Dynamic Feature Fusion for Semantic Edge Detection (1902.09104v1)

Abstract: Features from multiple scales can greatly benefit the semantic edge detection task if they are well fused. However, the prevalent semantic edge detection methods apply a fixed weight fusion strategy where images with different semantics are forced to share the same weights, resulting in universal fusion weights for all images and locations regardless of their different semantics or local context. In this work, we propose a novel dynamic feature fusion strategy that assigns different fusion weights for different input images and locations adaptively. This is achieved by a proposed weight learner to infer proper fusion weights over multi-level features for each location of the feature map, conditioned on the specific input. In this way, the heterogeneity in contributions made by different locations of feature maps and input images can be better considered and thus help produce more accurate and sharper edge predictions.

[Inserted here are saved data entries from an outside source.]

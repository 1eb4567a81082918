//! Rename, definition and reference behaviour across open documents.

use basiclang_lsp::analysis::{
    compute_definition, compute_rename_edits, find_declaration, find_references, hover_text,
    word_at, RenameOutcome,
};
use basiclang_lsp::{DefinitionScope, DocumentStore, DocumentUri};
use basiclang_syntax::Span;

fn open(store: &DocumentStore, uri: &str, text: &str) -> DocumentUri {
    let uri = DocumentUri::from(uri);
    store.open(&uri, text);
    uri
}

#[test]
fn word_lookup_respects_token_boundaries() {
    let store = DocumentStore::new();
    let uri = open(&store, "file:///w.bas", "\n\n    Name = 1\n");
    let snapshot = store.get(&uri).unwrap();

    for column in 5..=8 {
        assert_eq!(word_at(&snapshot, 3, column), Some("Name"));
    }
    assert_eq!(word_at(&snapshot, 3, 4), None);
    assert_eq!(word_at(&snapshot, 3, 9), None);
}

#[test]
fn rename_matches_every_casing() {
    let store = DocumentStore::new();
    let uri = open(&store, "file:///case.bas", "Foo\nfoo\nFOO\n");

    let plan = compute_rename_edits(&store, &uri, "foo", "bar")
        .into_plan()
        .unwrap();
    let edits = plan.edits(&uri).unwrap();
    let spans: Vec<Span> = edits.iter().map(|e| e.span).collect();
    assert_eq!(
        spans,
        [
            Span::on_line(1, 1, 3),
            Span::on_line(2, 1, 3),
            Span::on_line(3, 1, 3),
        ]
    );
    assert!(edits.iter().all(|e| e.new_text == "bar"));
}

#[test]
fn private_rename_stays_in_origin() {
    let store = DocumentStore::new();
    let a = open(
        &store,
        "file:///a.bas",
        "Private Sub Helper()\nEnd Sub\nCall Helper\n",
    );
    let b = open(&store, "file:///b.bas", "Call Helper\nCall helper\n");

    let plan = compute_rename_edits(&store, &a, "Helper", "Support")
        .into_plan()
        .unwrap();
    assert!(plan.contains(&a));
    assert!(!plan.contains(&b));
    assert_eq!(plan.document_count(), 1);
}

#[test]
fn public_rename_reaches_every_open_document_that_uses_it() {
    let store = DocumentStore::new();
    let a = open(
        &store,
        "file:///a.bas",
        "Public Function Compute(x)\n  Compute = x * 2\nEnd Function\n",
    );
    let b = open(&store, "file:///b.bas", "y = Compute(3)\n");
    let c = open(&store, "file:///c.bas", "z = compute(4) + COMPUTE(5)\n");
    let d = open(&store, "file:///d.bas", "Dim unrelated\n");

    let plan = compute_rename_edits(&store, &a, "Compute", "Calculate")
        .into_plan()
        .unwrap();
    assert_eq!(plan.document_count(), 3);
    assert_eq!(plan.edits(&a).map(<[_]>::len), Some(2));
    assert_eq!(plan.edits(&b).map(<[_]>::len), Some(1));
    assert_eq!(plan.edits(&c).map(<[_]>::len), Some(2));
    assert!(!plan.contains(&d));
}

#[test]
fn visibility_is_decided_by_the_origin_document() {
    let store = DocumentStore::new();
    // `a` only uses the name; the public declaration lives in `b`.
    let a = open(&store, "file:///a.bas", "Call Shared\n");
    let b = open(&store, "file:///b.bas", "Public Sub Shared()\nEnd Sub\n");

    let plan = compute_rename_edits(&store, &a, "Shared", "Common")
        .into_plan()
        .unwrap();
    assert!(plan.contains(&a));
    assert!(!plan.contains(&b));
}

#[test]
fn rename_of_absent_name_is_a_no_op() {
    let store = DocumentStore::new();
    let a = open(&store, "file:///a.bas", "Dim x\n");
    assert_eq!(
        compute_rename_edits(&store, &a, "Nowhere", "Somewhere"),
        RenameOutcome::NoOccurrences
    );
}

#[test]
fn definition_then_close() {
    let store = DocumentStore::new();
    let a = open(
        &store,
        "file:///a.bas",
        "Private Sub Setup()\nEnd Sub\nCall Setup\n",
    );

    let location = compute_definition(&store, &a, "setup", DefinitionScope::Document).unwrap();
    assert_eq!(location.uri, a);
    assert_eq!(location.span.start.line, 1);

    store.close(&a);
    assert!(compute_definition(&store, &a, "setup", DefinitionScope::Document).is_none());
    assert!(store.get(&a).is_none());
    assert_eq!(
        compute_rename_edits(&store, &a, "Setup", "Init"),
        RenameOutcome::DocumentNotOpen
    );
    assert!(find_references(&store, &a, "Setup", true).is_empty());
}

#[test]
fn closed_documents_drop_out_of_public_renames() {
    let store = DocumentStore::new();
    let a = open(&store, "file:///a.bas", "Class Widget\nEnd Class\n");
    let b = open(&store, "file:///b.bas", "Dim w As Widget\n");

    assert_eq!(
        compute_rename_edits(&store, &a, "Widget", "Gadget")
            .into_plan()
            .unwrap()
            .document_count(),
        2
    );

    store.close(&b);
    let plan = compute_rename_edits(&store, &a, "Widget", "Gadget")
        .into_plan()
        .unwrap();
    assert_eq!(plan.document_count(), 1);
    assert!(plan.contains(&a));
}

#[test]
fn duplicate_declarations_resolve_to_the_first() {
    let store = DocumentStore::new();
    let a = open(
        &store,
        "file:///a.bas",
        "Public Sub Run()\nEnd Sub\nPrivate Sub Run()\nEnd Sub\n",
    );

    let location = compute_definition(&store, &a, "Run", DefinitionScope::Document).unwrap();
    assert_eq!(location.span.start.line, 1);
}

#[test]
fn edits_in_one_document_never_overlap() {
    let store = DocumentStore::new();
    let a = open(&store, "file:///a.bas", "ab = ab + ab: ab = AB\n");

    let plan = compute_rename_edits(&store, &a, "ab", "abc")
        .into_plan()
        .unwrap();
    let mut spans: Vec<Span> = plan.edits(&a).unwrap().iter().map(|e| e.span).collect();
    assert_eq!(spans.len(), 5);
    spans.sort_by_key(|s| s.start);
    assert!(spans.windows(2).all(|w| !w[0].overlaps(&w[1])));
}

#[test]
fn hover_and_definition_share_the_declaration() {
    let store = DocumentStore::new();
    let a = open(
        &store,
        "file:///calc.bas",
        "' calculator\nPublic Function Compute(a, b) As Integer\nEnd Function\n",
    );
    let snapshot = store.get(&a).unwrap();

    for name in ["Compute", "compute", "COMPUTE"] {
        let declaration = find_declaration(&snapshot, name).unwrap();
        assert_eq!(declaration.name(), "Compute");
    }
    let text = hover_text(&snapshot, "compute").unwrap();
    assert!(text.contains("Public Function Compute(a, b) As Integer"));
    assert!(text.contains("2 parameter(s)"));

    let location = compute_definition(&store, &a, "compute", DefinitionScope::Document).unwrap();
    assert_eq!(location.span.start.line, 2);
    assert_eq!(location.span.end.line, 3);

    store.close(&a);
    assert!(compute_definition(&store, &a, "compute", DefinitionScope::Document).is_none());
    // A snapshot taken before close still answers.
    assert!(find_declaration(&snapshot, "Compute").is_some());
}

#[test]
fn carriage_return_line_endings_match_editor_lines() {
    let store = DocumentStore::new();
    let a = open(
        &store,
        "file:///cr.bas",
        "Public Sub Foo()\rEnd Sub\rCall Foo\r",
    );
    let snapshot = store.get(&a).unwrap();

    assert_eq!(word_at(&snapshot, 3, 6), Some("Foo"));
    assert_eq!(snapshot.line(3).as_deref(), Some("Call Foo"));
    let text = hover_text(&snapshot, "foo").unwrap();
    assert!(text.contains("Public Sub Foo()"));

    let plan = compute_rename_edits(&store, &a, "Foo", "Bar")
        .into_plan()
        .unwrap();
    let spans: Vec<Span> = plan.edits(&a).unwrap().iter().map(|e| e.span).collect();
    assert_eq!(spans, [Span::on_line(1, 12, 3), Span::on_line(3, 6, 3)]);
}
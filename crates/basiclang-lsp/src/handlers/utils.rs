//! Conversions between protocol and analysis coordinates.
//!
//! The protocol counts lines and characters from 0; tokens count from 1.
//! A protocol `character` is treated as a character index into the line.

use basiclang_syntax::{Position as SourcePosition, Span};
use lsp_types::{Position, Range};

use crate::analysis::Location;
use crate::snapshot::DocumentUri;

/// Protocol position to 1-based `(line, column)`.
///
/// Saturates instead of wrapping, so an absurd position stays out of range
/// rather than aliasing a real one.
pub fn to_source_position(position: Position) -> (u32, u32) {
    (
        position.line.saturating_add(1),
        position.character.saturating_add(1),
    )
}

/// 1-based source position to a protocol position.
pub fn to_lsp_position(position: SourcePosition) -> Position {
    Position::new(
        position.line.saturating_sub(1),
        position.column.saturating_sub(1),
    )
}

/// Source span to a protocol range.
pub fn to_lsp_range(span: Span) -> Range {
    Range {
        start: to_lsp_position(span.start),
        end: to_lsp_position(span.end),
    }
}

/// Analysis location to a protocol location. `None` if the URI does not
/// parse.
pub fn to_lsp_location(location: &Location) -> Option<lsp_types::Location> {
    Some(lsp_types::Location {
        uri: location.uri.to_lsp()?,
        range: to_lsp_range(location.span),
    })
}

/// Store key for a protocol URI.
pub fn document_uri(uri: &lsp_types::Uri) -> DocumentUri {
    DocumentUri::from(uri)
}
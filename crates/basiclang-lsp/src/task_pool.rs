//! Fixed-size worker pool for request handlers.
//!
//! Jobs go through an unbounded crossbeam channel; each worker pulls the
//! next job as soon as it is free. Dropping the pool closes the channel and
//! waits for queued jobs to drain.

use crossbeam_channel::{unbounded, Sender};
use std::io;
use std::thread::{self, JoinHandle};

type Job = Box<dyn FnOnce() + Send + 'static>;

/// A pool of threads running boxed jobs.
#[derive(Debug)]
pub struct TaskPool {
    sender: Option<Sender<Job>>,
    workers: Vec<JoinHandle<()>>,
}

impl TaskPool {
    /// Spawn `threads` workers (at least one).
    pub fn new(threads: usize) -> io::Result<Self> {
        let (sender, receiver) = unbounded::<Job>();
        let workers = (0..threads.max(1))
            .map(|index| {
                let receiver = receiver.clone();
                thread::Builder::new()
                    .name(format!("basiclang-worker-{index}"))
                    .spawn(move || {
                        for job in receiver {
                            job();
                        }
                    })
            })
            .collect::<io::Result<Vec<_>>>()?;

        Ok(Self {
            sender: Some(sender),
            workers,
        })
    }

    /// Number of worker threads.
    pub fn size(&self) -> usize {
        self.workers.len()
    }

    /// Queue a job.
    pub fn spawn(&self, job: impl FnOnce() + Send + 'static) {
        let Some(sender) = &self.sender else {
            return;
        };
        if sender.send(Box::new(job)).is_err() {
            tracing::error!("Task pool is shut down; dropping job");
        }
    }
}

impl Drop for TaskPool {
    fn drop(&mut self) {
        drop(self.sender.take());
        for worker in self.workers.drain(..) {
            if worker.join().is_err() {
                tracing::error!("Worker thread panicked");
            }
        }
    }
}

We show that our model with the novel dynamic feature fusion is superior to fixed weight fusion and also the na\"ive location-invariant weight fusion methods, via comprehensive experiments on benchmarks Cityscapes and SBD. In particular, our method outperforms all existing well established methods and achieves new state-of-the-art.

Dynamic Feature Fusion for Semantic Edge Detection

Semantic Edge Detection (SED) has emerged as a vital task in computer vision, aimed at precisely detecting edges in images and assigning semantic labels to these boundaries. The paper "Dynamic Feature Fusion for Semantic Edge Detection" introduces a novel approach to enhance SED by dynamically adapting fusion weights for multi-scale features, addressing limitations of fixed weight fusion strategies commonly utilized in existing models such as CASENet, SEAL, and DDS.

The authors propose Dynamic Feature Fusion (DFF), which employs an innovative feature fusion method leveraging adaptive fusion weights tailored to each image's specific content and local context. This approach contrasts sharply with traditional methods that apply universal fusion weights irrespective of the image variations or semantic context of each pixel.

Key Contributions

1. Dynamic Fusion Strategy: The paper presents a dynamic feature fusion strategy that enables adaptive learning of fusion weights for individual image locations. This methodology is achieved through a location-adaptive weight learner, which dynamically adjusts the fusion weights based on the feature map content, significantly enhancing edge prediction accuracy and sharpness.
2. Normalizer Module: The introduction of a feature extractor with a normalizer helps scale multi-level responses to a similar magnitude. This scaling is essential in eliminating bias towards higher-level activation maps, ensuring low-level features can effectively contribute to detecting fine edge details.
3. Improved Performance: Comprehensive experiments on Cityscapes and SBD benchmarks demonstrate that the DFF model consistently outperforms state-of-the-art models. The reported MF scores reveal the efficacy of the dynamic feature fusion method in a more precise localization of object boundaries, with marked improvements over CASENet, DDS, and SEAL.

Numerical Results

The paper reports a mean F-measure (MF) score of 80.7% on the Cityscapes dataset with a matching distance tolerance of 0.02, surpassing DDS by 2.7% and CASENet by 9.4%. Under stricter matching distance conditions (0.0035), DFF achieves a 5% higher MF score compared to SEAL, underscoring its capability in accurately capturing edge details. On the SBD dataset, DFF achieves an MF score of 75.4%, proving its robustness across different datasets.

Implications and Future Directions

The dynamic feature fusion strategy proposed in this paper holds significant implications for future SED research and development. By transitioning from fixed to dynamic fusion weights, SED models can better accommodate image variability and local semantic context, potentially revolutionizing edge detection tasks in complex visual environments. Additionally, the adaptability of DFF could be extended to other vision tasks, leading to improvements in object segmentation, instance segmentation, and other pixel-level prediction tasks.

As the field progresses, further integration of context-aware adaptive mechanisms can be explored, potentially involving advanced learning algorithms that refine feature utilization dynamically during inference. Such developments could pave the way for more computationally efficient and effective SED models, catering to various application domains in artificial intelligence and computer vision.

In conclusion, the paper establishes dynamic feature fusion as a promising advancement in semantic edge detection, offering a blend of theoretical insights and practical improvements that facilitate sharper, more accurate edge delineation in diverse image sets.